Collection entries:
------------------------------
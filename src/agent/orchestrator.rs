//! Generation orchestrator
//!
//! Per-request state machine tying the memory components together:
//!
//! ```text
//! CacheCheck ──hit──▶ AwaitingSelection ──(returned to caller)
//!     │
//!     └──miss──▶ Generating ──▶ Answered | Failed
//!
//! resolve_selection:
//!     cache entries ──▶ Reusing ──▶ Answered | Failed
//!     generate new  ──▶ Generating ──▶ Answered | Failed
//! ```
//!
//! Cached candidates are never reused without the caller's selection. A
//! failed generation leaves conversation memory and the cache untouched.

use crate::agent::cleaning::clean_sql;
use crate::agent::prompts::{text_to_sql_template, PromptTemplate, SqlPromptContext};
use crate::config::OrchestratorConfig;
use crate::core::{GenerationEngine, SessionId};
use crate::error::{Error, GenerationFailure, Result};
use crate::memory::{
    context_fingerprint, format_snippets, ContextRetriever, ConversationMemory, NewTurn,
    SemanticCache, SimilarityMatch,
};
use serde::Serialize;
use std::collections::HashMap;
use std::sync::Arc;
use tokio::sync::RwLock;
use tokio::time::{timeout, Instant};
use tracing::{debug, info, warn};
use uuid::Uuid;

/// Caller's answer to a candidate list
#[derive(Debug, Clone, PartialEq)]
pub enum Selection {
    /// Reuse these cache entries; the first one becomes the active answer
    CacheEntries(Vec<Uuid>),
    /// Ignore the candidates and generate a fresh answer
    GenerateNew,
}

/// Where an answer came from
#[derive(Debug, Clone, PartialEq, Serialize)]
#[serde(tag = "kind", rename_all = "snake_case")]
pub enum AnswerSource {
    /// Freshly generated from retrieved context
    Generated,
    /// Reused cache entries, in selection order
    Cached {
        /// Selected entry IDs
        entry_ids: Vec<Uuid>,
    },
}

/// A completed request
#[derive(Debug, Clone, Serialize)]
pub struct Answer {
    /// Session the answer was recorded in
    pub session_id: SessionId,
    /// Recorded turn
    pub turn_id: u64,
    /// Text shown to the user (several labelled answers on multi-select)
    pub answer_text: String,
    /// The active SQL
    pub structured_output: String,
    /// Opaque fingerprint of the schema fields used, for the executor's audit log
    pub context_fingerprint: String,
    /// Generated or reused
    pub source: AnswerSource,
}

/// Result of `ask`
#[derive(Debug, Clone)]
pub enum AskOutcome {
    /// Similar past questions exist; the caller must choose
    Candidates {
        /// Session the candidates are pending in
        session_id: SessionId,
        /// Best first, all at or above the cache threshold
        candidates: Vec<SimilarityMatch>,
    },
    /// No usable candidate; a new answer was generated
    Answered(Answer),
}

/// Request states
#[derive(Debug)]
enum RequestState {
    /// Looking for similar past questions
    CacheCheck,
    /// Candidates found, waiting on the caller
    AwaitingSelection { candidates: Vec<SimilarityMatch> },
    /// Answering from selected cache entries
    Reusing { entry_ids: Vec<Uuid> },
    /// Building a prompt and calling the engine
    Generating,
    /// Terminal: success
    Answered(Answer),
    /// Terminal: failure
    Failed(Error),
}

/// Candidates offered for a question, kept until the caller resolves them
#[derive(Debug, Clone)]
struct PendingSelection {
    question: String,
    candidates: Vec<SimilarityMatch>,
}

/// Drives one question at a time per session through cache, retrieval and generation
pub struct Orchestrator {
    memory: Arc<ConversationMemory>,
    cache: SemanticCache,
    retriever: ContextRetriever,
    engine: Arc<dyn GenerationEngine>,
    template: PromptTemplate,
    config: OrchestratorConfig,
    pending: RwLock<HashMap<SessionId, PendingSelection>>,
}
------------------------------
### About this exercise
Only lines holding the word "time" belong in the answer; copy all of them from the records.

### Exercise solution
use tokio::time::{timeout, Instant};
/// Drives one question at a time per session through cache, retrieval and generation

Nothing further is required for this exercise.